Il precedente più vicino è l'estate del 2025, quando specialisti cubani hanno collegato per la prima volta le ondate di calore con un aumento della mortalità giornaliera, specialmente tra le persone anziane, i bambini, le donne in gravidanza e i pazienti con malattie croniche.
Il fenomeno ha anche delle implicazioni per la stagione ciclónica in corso.
Gli specialisti dell'Insmet segnalano che la presenza dell'ENOS «tende a deprimere l'attività ciclonica nella regione tropicale dell'Atlantico, rafforzando i cosiddetti venti di taglio nell'atmosfera superiore», il che rende difficile la formazione e l'intensificazione dei cicloni tropicali.
Tuttavia, avvertono che «questo non elimina in alcun modo il rischio di impatto di almeno un organismo su Cuba».
L'Insmet ha proiettato per la stagione degli uragani 2026 una probabilità del 40% che almeno un uragano colpisca l'isola e del 75% che lo faccia qualche tempesta tropicale.
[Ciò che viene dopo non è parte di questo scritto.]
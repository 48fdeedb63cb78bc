pub mod doctor;
pub mod recent;
pub mod search;
pub mod stats;

use anyhow::{Context, Result};
use indicatif::{ProgressBar, ProgressStyle};
use std::path::{Path, PathBuf};
use tokio::io::AsyncWriteExt;

use crate::config::{expand_tilde, TabRecallConfig};

/// One model to fetch: where it goes and which files make it up.
struct ModelSpec {
    label: &'static str,
    dir: PathBuf,
    /// `(file name, url, size hint)`
    files: &'static [(&'static str, &'static str, &'static str)],
}

const EMBEDDING_FILES: &[(&str, &str, &str)] = &[
    (
        "model.onnx",
        "https://huggingface.co/sentence-transformers/all-MiniLM-L6-v2/resolve/main/onnx/model.onnx",
        "~90MB",
    ),
    (
        "tokenizer.json",
        "https://huggingface.co/sentence-transformers/all-MiniLM-L6-v2/resolve/main/tokenizer.json",
        "~0.5MB",
    ),
];

const RERANKER_FILES: &[(&str, &str, &str)] = &[
    (
        "model.onnx",
        "https://huggingface.co/cross-encoder/ms-marco-MiniLM-L-6-v2/resolve/main/onnx/model.onnx",
        "~90MB",
    ),
    (
        "tokenizer.json",
        "https://huggingface.co/cross-encoder/ms-marco-MiniLM-L-6-v2/resolve/main/tokenizer.json",
        "~0.7MB",
    ),
];

/// Download the embedding model and, when reranking is enabled, the cross-encoder.
pub async fn model_download(config: &TabRecallConfig) -> Result<()> {
    let mut specs = vec![ModelSpec {
        label: "embedding model",
        dir: expand_tilde(&config.embedding.cache_dir),
        files: EMBEDDING_FILES,
    }];
    if config.retrieval.use_reranking {
        specs.push(ModelSpec {
            label: "reranker",
            dir: expand_tilde(&config.retrieval.reranker_dir),
            files: RERANKER_FILES,
        });
    } else {
        println!("Reranking disabled, skipping the cross-encoder.");
    }

    for spec in &specs {
        fetch_model(spec).await?;
    }

    println!("Model download complete. Ready for use.");
    Ok(())
}

async fn fetch_model(spec: &ModelSpec) -> Result<()> {
    std::fs::create_dir_all(&spec.dir)
        .with_context(|| format!("failed to create model dir: {}", spec.dir.display()))?;

    for (name, url, size) in spec.files {
        let dest = spec.dir.join(name);
        if dest.exists() {
            println!("{} {name} already at {}", spec.label, dest.display());
            continue;
        }
        println!("Downloading {} {name} ({size})...", spec.label);
        download_file(url, &dest).await?;
        println!("Saved to {}", dest.display());
    }
    Ok(())
}

/// Stream `url` to `dest` with a progress bar. Writes to a `.tmp` sibling, then renames.
async fn download_file(url: &str, dest: &Path) -> Result<()> {
    let mut response = reqwest::get(url)
        .await
        .with_context(|| format!("HTTP request failed for {url}"))?;

    anyhow::ensure!(
        response.status().is_success(),
        "download failed with HTTP {}",
        response.status()
    );

    let pb = match response.content_length() {
        Some(size) => {
            let pb = ProgressBar::new(size);
            pb.set_style(
                ProgressStyle::default_bar()
                    .template("  {bar:40.cyan/blue} {bytes}/{total_bytes} ({eta})")?
                    .progress_chars("##-"),
            );
            pb
        }
        None => ProgressBar::new_spinner(),
    };

    let tmp_path = dest.with_extension("tmp");
    let mut file = tokio::fs::File::create(&tmp_path)
        .await
        .with_context(|| format!("failed to create temp file: {}", tmp_path.display()))?;

    while let Some(chunk) = response.chunk().await.context("error reading response")? {
        file.write_all(&chunk)
            .await
            .context("error writing to file")?;
        pb.inc(chunk.len() as u64);
    }

    file.flush().await?;
    drop(file);

    tokio::fs::rename(&tmp_path, dest)
        .await
        .context("failed to rename temp file")?;

    pb.finish_and_clear();
    Ok(())
}

/// First `max` characters of `text` on one line, for terminal listings.
pub(crate) fn one_line(text: &str, max: usize) -> String {
    let flat = text.split_whitespace().collect::<Vec<_>>().join(" ");
    crate::memory::page::truncate_chars(&flat, max)
}
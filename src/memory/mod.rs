//! Memory layer: short notes about visited pages and saved facts.

pub mod page;
pub mod store;
pub mod types;

use anyhow::Result;

use types::MemoryRecord;

/// Read side of the memory layer, as consumed by unified search.
///
/// Both calls return an empty list rather than failing when a user has no memories.
pub trait MemoryStore: Send + Sync {
    /// Every memory of `user_id`, in no particular order.
    fn get_all(&self, user_id: &str) -> Result<Vec<MemoryRecord>>;

    /// Up to `limit` memories most similar to `query`, best first, with `score` set.
    fn search(&self, query: &str, user_id: &str, limit: usize) -> Result<Vec<MemoryRecord>>;
}

/// View an f32 embedding as the raw little-endian bytes sqlite-vec expects.
pub fn embedding_to_bytes(embedding: &[f32]) -> &[u8] {
    unsafe {
        std::slice::from_raw_parts(
            embedding.as_ptr() as *const u8,
            std::mem::size_of_val(embedding),
        )
    }
}

/// Cosine similarity of two unit vectors from their L2 distance.
pub fn l2_to_similarity(distance: f64) -> f64 {
    1.0 - distance * distance / 2.0
}
use anyhow::Result;

use super::one_line;
use crate::server::AppState;

/// List a user's newest memories, as stored.
pub fn recent(state: &AppState, user_id: &str, limit: usize) -> Result<()> {
    let records = state.memories.recent(user_id, limit)?;

    if records.is_empty() {
        println!("No memories for {user_id}.");
        return Ok(());
    }

    for (i, record) in records.iter().enumerate() {
        let info = record.page_info();
        let created = record
            .created_at
            .as_ref()
            .map(ToString::to_string)
            .unwrap_or_else(|| "unknown".into());
        println!("  {}. {} [{created}]", i + 1, one_line(&info.title, 80));
        if let Some(url) = info.url {
            println!("     {url}");
        }
    }
    Ok(())
}
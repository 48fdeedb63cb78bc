//! Human-readable trace of a ranking, for logs and tool responses.

use std::fmt::Write;

use super::intent::QueryIntent;
use super::profile::TemporalProfile;
use super::scoring::RankedMemory;
use crate::memory::page::truncate_chars;

const EXPLAINED_ENTRIES: usize = 3;
const EXCERPT_CHARS: usize = 50;

/// Describe how `ranked` was produced. Never fails.
pub fn explain_ranking(
    ranked: &[RankedMemory],
    intent: QueryIntent,
    profile: Option<&TemporalProfile>,
) -> String {
    match render(ranked, intent, profile) {
        Ok(text) => text,
        Err(_) => format!("Query processed with intent: {intent}"),
    }
}

fn render(
    ranked: &[RankedMemory],
    intent: QueryIntent,
    profile: Option<&TemporalProfile>,
) -> Result<String, std::fmt::Error> {
    let mut out = String::new();
    writeln!(out, "Query Intent: {intent}")?;

    if let Some(p) = profile.filter(|_| intent != QueryIntent::SemanticOnly) {
        writeln!(
            out,
            "Temporal Profile: Recent threshold: {:.1}h, Old threshold: {:.1}h",
            p.recent_threshold_hours, p.old_threshold_hours
        )?;
    }

    write!(out, "Top {EXPLAINED_ENTRIES} Rankings:")?;
    for (i, entry) in ranked.iter().take(EXPLAINED_ENTRIES).enumerate() {
        let age = entry
            .age_hours
            .map(|a| format!("{a:.1}h"))
            .unwrap_or_else(|| "unknown".into());
        let temporal = entry
            .temporal_score
            .map(|t| format!("{t:.3}"))
            .unwrap_or_else(|| "n/a".into());
        write!(
            out,
            "\n  {}. Age: {}, Temporal: {}, Semantic: {:.3} - {}",
            i + 1,
            age,
            temporal,
            entry.original_semantic_score,
            truncate_chars(&entry.record.memory, EXCERPT_CHARS)
        )?;
    }
    Ok(out)
}
//! MCP `save_conversation_memory` tool parameter definition and path selection.

use schemars::JsonSchema;
use serde::{Deserialize, Serialize};

/// Words that mark a short personal fact, stored without further processing.
pub const PERSONAL_INFO_KEYWORDS: [&str; 9] = [
    "name",
    "age",
    "location",
    "preference",
    "like",
    "dislike",
    "born",
    "live",
    "work",
];

#[derive(Debug, Serialize, Deserialize, JsonSchema)]
pub struct SaveConversationMemoryParams {
    #[schemars(
        description = "Information worth remembering, e.g. \"User's name is John\" or \"User prefers dark roast coffee\""
    )]
    pub information: String,

    #[schemars(description = "User identifier. Defaults to 'browser_user'.")]
    pub user_id: Option<String>,
}

/// `true` when the text reads like a simple personal fact.
///
/// Matching is by substring on the lowercased text, so "language" counts via "age".
pub fn is_personal_info(information: &str) -> bool {
    let lower = information.to_lowercase();
    PERSONAL_INFO_KEYWORDS.iter().any(|k| lower.contains(k))
}
use serde::Serialize;

/// Coarse topic of a chunk, by keyword.
#[derive(Debug, Clone, Copy, PartialEq, Eq, Serialize)]
#[serde(rename_all = "snake_case")]
pub enum ContentType {
    Commerce,
    Instructional,
    News,
    Organizational,
    General,
}

impl ContentType {
    pub fn as_str(&self) -> &'static str {
        match self {
            Self::Commerce => "commerce",
            Self::Instructional => "instructional",
            Self::News => "news",
            Self::Organizational => "organizational",
            Self::General => "general",
        }
    }
}

impl std::fmt::Display for ContentType {
    fn fmt(&self, f: &mut std::fmt::Formatter<'_>) -> std::fmt::Result {
        f.write_str(self.as_str())
    }
}

impl std::str::FromStr for ContentType {
    type Err = String;

    fn from_str(s: &str) -> Result<Self, Self::Err> {
        match s {
            "commerce" => Ok(Self::Commerce),
            "instructional" => Ok(Self::Instructional),
            "news" => Ok(Self::News),
            "organizational" => Ok(Self::Organizational),
            "general" => Ok(Self::General),
            _ => Err(format!("unknown content type: {s}")),
        }
    }
}

/// One piece of page text produced by the chunker, not yet stored.
#[derive(Debug, Clone, PartialEq, Serialize)]
pub struct PageChunk {
    pub url: String,
    pub title: String,
    /// 1-based position among the splitter's output, before quality filtering.
    pub chunk_number: usize,
    /// Text that gets embedded, possibly prefixed with title and site context.
    pub content: String,
    pub original_content: String,
    pub source_id: String,
    pub content_type: ContentType,
    pub quality_score: f64,
    pub chunk_index: usize,
    pub total_chunks: usize,
    pub word_count: usize,
}

/// A stored chunk, as returned by content search.
#[derive(Debug, Clone, PartialEq, Serialize)]
pub struct ContentChunk {
    /// `{memory_id}_{chunk_number}`.
    pub id: String,
    pub memory_id: String,
    #[serde(flatten)]
    pub chunk: PageChunk,
    /// Epoch seconds.
    pub created_at: f64,
    /// Time-weighted similarity from the last search; 0.0 outside a search.
    pub similarity: f64,
    #[serde(skip_serializing_if = "Option::is_none")]
    pub rerank_score: Option<f32>,
}

impl ContentChunk {
    pub fn chunk_id(memory_id: &str, chunk_number: usize) -> String {
        format!("{memory_id}_{chunk_number}")
    }

    /// The page text without the context prefix added for embedding.
    pub fn text(&self) -> &str {
        &self.chunk.original_content
    }
}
L'episodio de El Niño del 1997-1998 —il più intenso del XX secolo— ha lasciato a Cuba una grave siccità che ha aggravato la già fragile situazione del settore agricolo, uno scenario che i meteorologi non escludono possa ripetersi con l'attuale evento.
«Il Centro del Clima dell'Insmet mantiene un attento monitoraggio sull'evoluzione dell'ENOS», conclude il rapporto ufficiale, in un contesto in cui la popolazione cubana deve già affrontare la scarsità d'acqua e temperature estreme senza le risorse né l'infrastruttura necessari per mitigarne gli effetti.